> **The task**:
Gather all lines with "PackConfig" from the records.

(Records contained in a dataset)
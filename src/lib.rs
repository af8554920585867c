//! # imgpdf
//!
//! Two conversions between images and PDF documents:
//!
//! * **pack**: bundle an ordered set of images into a single PDF, one page
//!   per image, each image scaled to fit the page and centred.
//! * **rasterize**: render selected pages of a PDF to PNG, JPEG or WebP
//!   and collect them in a zip archive.
//!
//! ## Pipeline Overview
//!
//! ```text
//! pack        images ─▶ decode ─▶ layout ─▶ pdfium page + image ─▶ name.pdf
//! rasterize   PDF ─▶ page range ─▶ pdfium render ─▶ encode ─▶ zip ─▶ name.zip
//! ```
//!
//! Both run strictly in sequence: the PDF encoder and the zip writer are
//! appended to in order, and the first failure abandons the whole output.
//!
//! ## Quick Start
//!
//! ```rust,no_run
//! use imgpdf::{pack_images, rasterize, read_pdf, ImageSet, PackConfig, PageSelection, RasterConfig};
//!
//! #[tokio::main]
//! async fn main() -> Result<(), Box<dyn std::error::Error>> {
//!     let mut images = ImageSet::new();
//!     images.add_paths(["scan-1.jpg", "scan-2.jpg"])?;
//!     let pdf = pack_images(&images, &PackConfig::default()).await?;
//!     std::fs::write(&pdf.file_name, &pdf.bytes)?;
//!
//!     let source = read_pdf("report.pdf")?;
//!     let config = RasterConfig::builder()
//!         .pages(PageSelection::Custom("1-3, 5".into()))
//!         .build()?;
//!     let archive = rasterize(&source, &config).await?;
//!     std::fs::write(&archive.file_name, &archive.bytes)?;
//!     Ok(())
//! }
//! ```
//!
//! ## Feature Flags
//!
//! | Feature | Default | Description |
//! |---------|---------|-------------|
//! | `cli`   | on      | Enables the `imgpdf` binary (clap + anyhow + tracing-subscriber + indicatif) |
//!
//! ## PDFium
//!
//! Rendering and composition go through `pdfium-render`, which needs the
//! pdfium shared library at runtime. Set `PDFIUM_LIB_PATH` to point at it,
//! or place it in the working directory or on the system library path.

// ── Modules ──────────────────────────────────────────────────────────────

pub mod config;
pub mod convert;
pub mod engine;
pub mod error;
pub mod images;
pub mod layout;
pub mod output;
pub mod page_range;
pub mod pipeline;
pub mod progress;

// ── Re-exports ───────────────────────────────────────────────────────────

pub use config::{PackConfig, PackConfigBuilder, RasterConfig, RasterConfigBuilder, DPI_PRESETS};
pub use convert::{
    inspect, pack_images, pack_images_sync, pack_images_to_file, preview, rasterize,
    rasterize_sync, rasterize_to_file,
};
pub use engine::{PdfEncoder, PdfRenderer, PdfiumEngine};
pub use error::ConvertError;
pub use images::{ImageId, ImageItem, ImageSet, SortOrder};
pub use layout::{compute_placement, MarginPreset, Orientation, PageDimensions, PageSize, Placement};
pub use output::{ArchiveEntry, ArchiveOutput, ConversionStats, DocumentInfo, PageLayout, PdfOutput};
pub use page_range::{parse_page_range, PageSelection};
pub use pipeline::encode::ImageFormat;
pub use pipeline::input::{read_pdf, PdfSource};
pub use progress::{ConversionProgressCallback, NoopProgressCallback, ProgressCallback};
/// Bundle images into a PDF, or rasterise PDF pages into zipped images.
#[derive(Parser, Debug)]
#[command(
    name = "imgpdf",
    version,
    about = "Bundle images into a PDF, or rasterise PDF pages into zipped images",
    arg_required_else_help = true,
    color = clap::ColorChoice::Auto,
    after_long_help = AFTER_HELP
)]
struct Cli {
    #[command(subcommand)]
    command: Command,

    /// Enable DEBUG-level tracing logs.
    #[arg(short, long, global = true, env = "IMGPDF_VERBOSE")]
    verbose: bool,

    /// Suppress all output except errors.
    #[arg(short, long, global = true, env = "IMGPDF_QUIET")]
    quiet: bool,

    /// Disable progress bar.
    #[arg(long, global = true, env = "IMGPDF_NO_PROGRESS")]
    no_progress: bool,

    /// Print a JSON summary on stdout.
    #[arg(long, global = true, env = "IMGPDF_JSON")]
    json: bool,
}

#[derive(Subcommand, Debug)]
enum Command {
    /// Bundle images into a single PDF, one page per image.
    Pack(PackArgs),
    /// Rasterise PDF pages into a zip of images.
    Rasterize(RasterArgs),
    /// Render one PDF page to a PNG preview.
    Preview(PreviewArgs),
    /// Print page count and page sizes of a PDF.
    Inspect(InspectArgs),
}

#[derive(Args, Debug)]
struct PackArgs {
    /// Image files, in page order.
    #[arg(required = true)]
    inputs: Vec<PathBuf>,

    /// Directory to write the PDF into.
    #[arg(short, long, env = "IMGPDF_OUTPUT_DIR", default_value = ".")]
    output_dir: PathBuf,

    /// PDF file name (without .pdf).
    #[arg(long, env = "IMGPDF_NAME", default_value = "converted-document")]
    name: String,

    #[arg(long, env = "IMGPDF_PAGE_SIZE", value_enum, default_value = "a4")]
    page_size: PageSizeArg,

    #[arg(long, env = "IMGPDF_ORIENTATION", value_enum, default_value = "portrait")]
    orientation: OrientationArg,

    #[arg(long, env = "IMGPDF_MARGIN", value_enum, default_value = "none")]
    margin: MarginArg,

    /// Custom margin in points; overrides --margin.
    #[arg(long, env = "IMGPDF_MARGIN_PT")]
    margin_pt: Option<f32>,

    /// Reorder images before assembly instead of using argument order.
    #[arg(long, env = "IMGPDF_SORT", value_enum)]
    sort: Option<SortArg>,
}
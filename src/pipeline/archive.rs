//! In-memory zip archive builder for rasterised pages.

use crate::error::ConvertError;
use std::io::{Cursor, Write};
use zip::write::SimpleFileOptions;
use zip::{CompressionMethod, ZipWriter};

/// Appends named blobs to a zip held in memory.
///
/// Entries are written in insertion order; the central directory is written
/// by [`ArchiveBuilder::finish`], so the bytes are only valid after it.
pub struct ArchiveBuilder {
    writer: ZipWriter<Cursor<Vec<u8>>>,
    options: SimpleFileOptions,
    entries: usize,
}

impl ArchiveBuilder {
    pub fn new() -> Self {
        Self {
            writer: ZipWriter::new(Cursor::new(Vec::new())),
            options: SimpleFileOptions::default().compression_method(CompressionMethod::Deflated),
            entries: 0,
        }
    }

    pub fn add(&mut self, name: &str, bytes: &[u8]) -> Result<(), ConvertError> {
        self.writer.start_file(name, self.options)?;
        self.writer
            .write_all(bytes)
            .map_err(|e| ConvertError::ArchiveFailed(e.into()))?;
        self.entries += 1;
        Ok(())
    }

    pub fn len(&self) -> usize {
        self.entries
    }

    pub fn is_empty(&self) -> bool {
        self.entries == 0
    }

    /// Write the central directory and return the archive bytes.
    pub fn finish(self) -> Result<Vec<u8>, ConvertError> {
        Ok(self.writer.finish()?.into_inner())
    }
}

impl Default for ArchiveBuilder {
    fn default() -> Self {
        Self::new()
    }
}

#[cfg(test)]
mod tests {
    use super::*;
    use std::io::Read;

    #[test]
    fn entries_round_trip_in_order() {
        let mut builder = ArchiveBuilder::new();
        builder.add("doc-page-1.png", b"first").unwrap();
        builder.add("doc-page-2.png", b"second").unwrap();
        assert_eq!(builder.len(), 2);
        let bytes = builder.finish().unwrap();

        let mut archive = zip::ZipArchive::new(Cursor::new(bytes)).unwrap();
        assert_eq!(archive.len(), 2);
        let mut content = String::new();
        archive
            .by_name("doc-page-2.png")
            .unwrap()
            .read_to_string(&mut content)
            .unwrap();
        assert_eq!(content, "second");
        assert_eq!(archive.by_index(0).unwrap().name(), "doc-page-1.png");
    }

    #[test]
    fn empty_archive_is_valid() {
        let bytes = ArchiveBuilder::new().finish().unwrap();
        let archive = zip::ZipArchive::new(Cursor::new(bytes)).unwrap();
        assert_eq!(archive.len(), 0);
    }
}
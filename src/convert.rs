//! Public conversion entry points.
//!
//! pdfium is CPU-bound and not async-aware, so every entry point moves the
//! whole pipeline onto `tokio::task::spawn_blocking`. Within that thread
//! the pipeline is strictly sequential. The `_sync` variants spin up a
//! temporary runtime for callers without one.

use crate::config::{PackConfig, RasterConfig};
use crate::engine::PdfiumEngine;
use crate::error::ConvertError;
use crate::images::ImageSet;
use crate::output::{ArchiveOutput, DocumentInfo, PdfOutput};
use crate::pipeline::input::PdfSource;
use crate::pipeline::{assemble, preview as preview_stage, rasterize as rasterize_stage};
use image::DynamicImage;
use std::path::{Path, PathBuf};
use tracing::info;

/// Bundle the images of `images` into one PDF, one page per image.
///
/// `images` is not modified; when `config.sort` is set the sort applies to
/// a copy.
///
/// # Errors
/// Returns [`ConvertError::NoImages`] for an empty set, otherwise the first
/// decode or encoder failure. No partial PDF is ever returned.
pub async fn pack_images(images: &ImageSet, config: &PackConfig) -> Result<PdfOutput, ConvertError> {
    if images.is_empty() {
        return Err(ConvertError::NoImages);
    }

    let mut ordered = images.clone();
    if let Some(order) = config.sort {
        ordered.sort(order);
    }
    let config = config.clone();

    tokio::task::spawn_blocking(move || {
        let engine = PdfiumEngine::new()?;
        assemble::assemble_pdf(&engine, ordered.as_slice(), &config)
    })
    .await
    .map_err(|e| ConvertError::Internal(format!("Assembly task panicked: {}", e)))?
}

/// Synchronous wrapper around [`pack_images`].
pub fn pack_images_sync(images: &ImageSet, config: &PackConfig) -> Result<PdfOutput, ConvertError> {
    runtime()?.block_on(pack_images(images, config))
}

/// Assemble a PDF and write it as `{output_dir}/{file_name}.pdf`.
///
/// Returns the written path alongside the output.
pub async fn pack_images_to_file(
    images: &ImageSet,
    output_dir: impl AsRef<Path>,
    config: &PackConfig,
) -> Result<(PathBuf, PdfOutput), ConvertError> {
    let output = pack_images(images, config).await?;
    let path = output_dir.as_ref().join(&output.file_name);
    write_atomic(&path, &output.bytes).await?;
    info!("Wrote {}", path.display());
    Ok((path, output))
}

/// Rasterise pages of `source` into a zip archive.
///
/// # Errors
/// Returns [`ConvertError::NoPagesSelected`] when the page selection
/// resolves to nothing, otherwise the first open/render/encode failure.
pub async fn rasterize(source: &PdfSource, config: &RasterConfig) -> Result<ArchiveOutput, ConvertError> {
    let source = source.clone();
    let config = config.clone();

    tokio::task::spawn_blocking(move || {
        let engine = PdfiumEngine::new()?;
        rasterize_stage::rasterize_pdf(&engine, &source, &config)
    })
    .await
    .map_err(|e| ConvertError::Internal(format!("Render task panicked: {}", e)))?
}

/// Synchronous wrapper around [`rasterize`].
pub fn rasterize_sync(source: &PdfSource, config: &RasterConfig) -> Result<ArchiveOutput, ConvertError> {
    runtime()?.block_on(rasterize(source, config))
}

/// Rasterise and write the archive as `{output_dir}/{base}.zip`.
pub async fn rasterize_to_file(
    source: &PdfSource,
    output_dir: impl AsRef<Path>,
    config: &RasterConfig,
) -> Result<(PathBuf, ArchiveOutput), ConvertError> {
    let output = rasterize(source, config).await?;
    let path = output_dir.as_ref().join(&output.file_name);
    write_atomic(&path, &output.bytes).await?;
    info!("Wrote {}", path.display());
    Ok((path, output))
}

/// Render one page at preview resolution.
pub async fn preview(
    source: &PdfSource,
    page: usize,
    password: Option<&str>,
) -> Result<DynamicImage, ConvertError> {
    let source = source.clone();
    let password = password.map(str::to_string);
    tokio::task::spawn_blocking(move || {
        let engine = PdfiumEngine::new()?;
        preview_stage::render_preview(&engine, &source, page, password.as_deref())
    })
    .await
    .map_err(|e| ConvertError::Internal(format!("Preview task panicked: {}", e)))?
}

/// Page count and page sizes, without rendering.
pub async fn inspect(source: &PdfSource, password: Option<&str>) -> Result<DocumentInfo, ConvertError> {
    let source = source.clone();
    let password = password.map(str::to_string);
    tokio::task::spawn_blocking(move || {
        let engine = PdfiumEngine::new()?;
        preview_stage::inspect_document(&engine, &source, password.as_deref())
    })
    .await
    .map_err(|e| ConvertError::Internal(format!("Inspect task panicked: {}", e)))?
}

// ── Internal helpers ─────────────────────────────────────────────────────

fn runtime() -> Result<tokio::runtime::Runtime, ConvertError> {
    tokio::runtime::Runtime::new()
        .map_err(|e| ConvertError::Internal(format!("Failed to create tokio runtime: {}", e)))
}

/// Write to a temp file next to `path`, then rename over it, so a failed
/// write never leaves a truncated artifact behind.
pub(crate) async fn write_atomic(path: &Path, bytes: &[u8]) -> Result<(), ConvertError> {
    let write_err = |source| ConvertError::OutputWriteFailed {
        path: path.to_path_buf(),
        source,
    };

    if let Some(parent) = path.parent().filter(|p| !p.as_os_str().is_empty()) {
        tokio::fs::create_dir_all(parent).await.map_err(write_err)?;
    }

    let mut tmp_name = path.as_os_str().to_owned();
    tmp_name.push(".tmp");
    let tmp_path = PathBuf::from(tmp_name);

    tokio::fs::write(&tmp_path, bytes).await.map_err(write_err)?;
    if let Err(e) = tokio::fs::rename(&tmp_path, path).await {
        let _ = tokio::fs::remove_file(&tmp_path).await;
        return Err(write_err(e));
    }
    Ok(())
}

#[cfg(test)]
mod tests {
    use super::*;

    #[tokio::test]
    async fn empty_set_fails_before_binding_pdfium() {
        let err = pack_images(&ImageSet::new(), &PackConfig::default())
            .await
            .unwrap_err();
        assert!(matches!(err, ConvertError::NoImages));
    }

    #[tokio::test]
    async fn write_atomic_creates_parents_and_leaves_no_temp() {
        let dir = tempfile::tempdir().unwrap();
        let path = dir.path().join("nested/out.zip");
        write_atomic(&path, b"abc").await.unwrap();
        assert_eq!(std::fs::read(&path).unwrap(), b"abc");
        assert!(!dir.path().join("nested/out.zip.tmp").exists());
    }
}
//! PDF rasterisation backend: [`PdfRenderer`] on top of pdfium.
//!
//! ## Why cap pixels as well as scale?
//!
//! Page sizes vary wildly: an A0 poster at 600 DPI would produce a
//! 20,000 × 28,000 px bitmap. The optional pixel cap bounds memory
//! regardless of the page's physical size.

use crate::engine::{PdfRenderer, PdfiumEngine};
use crate::error::ConvertError;
use crate::layout::PageDimensions;
use image::DynamicImage;
use pdfium_render::prelude::*;
use tracing::{debug, info};

impl PdfRenderer for PdfiumEngine {
    type Document = PdfDocument<'static>;

    fn open_document(
        &self,
        name: &str,
        bytes: &[u8],
        password: Option<&str>,
    ) -> Result<Self::Document, ConvertError> {
        let document = self
            .pdfium
            .load_pdf_from_byte_vec(bytes.to_vec(), password)
            .map_err(|e| {
                let err_str = format!("{:?}", e);
                if err_str.contains("Password") || err_str.contains("password") {
                    if password.is_some() {
                        ConvertError::WrongPassword { name: name.to_string() }
                    } else {
                        ConvertError::PasswordRequired { name: name.to_string() }
                    }
                } else {
                    ConvertError::CorruptPdf {
                        name: name.to_string(),
                        detail: err_str,
                    }
                }
            })?;

        info!("PDF loaded: {} ({} pages)", name, document.pages().len());
        Ok(document)
    }

    fn page_count(&self, document: &Self::Document) -> usize {
        document.pages().len() as usize
    }

    fn page_size(
        &self,
        document: &Self::Document,
        page_number: usize,
    ) -> Result<PageDimensions, ConvertError> {
        let page = get_page(document, page_number)?;
        Ok(PageDimensions::new(page.width().value, page.height().value))
    }

    fn rasterize_page(
        &self,
        document: &Self::Document,
        page_number: usize,
        scale: f32,
        max_pixels: Option<u32>,
    ) -> Result<DynamicImage, ConvertError> {
        let page = get_page(document, page_number)?;

        let mut render_config = PdfRenderConfig::new().scale_page_by_factor(scale);
        if let Some(max) = max_pixels {
            let cap = pixel_cap(max);
            render_config = render_config
                .set_maximum_width(cap)
                .set_maximum_height(cap);
        }

        let bitmap = page.render_with_config(&render_config).map_err(|e| {
            ConvertError::RasterisationFailed {
                page: page_number,
                detail: format!("{:?}", e),
            }
        })?;

        let image = bitmap.as_image();
        debug!(
            "Rendered page {} → {}x{} px",
            page_number,
            image.width(),
            image.height()
        );
        Ok(image)
    }
}

fn get_page<'a>(
    document: &'a PdfDocument<'static>,
    page_number: usize,
) -> Result<PdfPage<'a>, ConvertError> {
    let total = document.pages().len() as usize;
    if page_number == 0 || page_number > total {
        return Err(ConvertError::PageOutOfRange {
            page: page_number,
            total,
        });
    }
    document
        .pages()
        .get((page_number - 1) as u16)
        .map_err(|e| ConvertError::RasterisationFailed {
            page: page_number,
            detail: format!("{:?}", e),
        })
}

/// pdfium takes the cap as `i32`; saturate instead of wrapping negative.
fn pixel_cap(max: u32) -> i32 {
    i32::try_from(max).unwrap_or(i32::MAX)
}

#[cfg(test)]
mod tests {
    use super::*;

    #[test]
    fn pixel_cap_saturates() {
        assert_eq!(pixel_cap(2000), 2000);
        assert_eq!(pixel_cap(i32::MAX as u32), i32::MAX);
        assert_eq!(pixel_cap(u32::MAX), i32::MAX);
    }
}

> **Reply to the task**:
//! use imgpdf::{pack_images, rasterize, read_pdf, ImageSet, PackConfig, PageSelection, RasterConfig};
//!     let pdf = pack_images(&images, &PackConfig::default()).await?;
pub use config::{PackConfig, PackConfigBuilder, RasterConfig, RasterConfigBuilder, DPI_PRESETS};
use crate::config::{PackConfig, RasterConfig};
pub async fn pack_images(images: &ImageSet, config: &PackConfig) -> Result<PdfOutput, ConvertError> {
pub fn pack_images_sync(images: &ImageSet, config: &PackConfig) -> Result<PdfOutput, ConvertError> {
    config: &PackConfig,
        let err = pack_images(&ImageSet::new(), &PackConfig::default())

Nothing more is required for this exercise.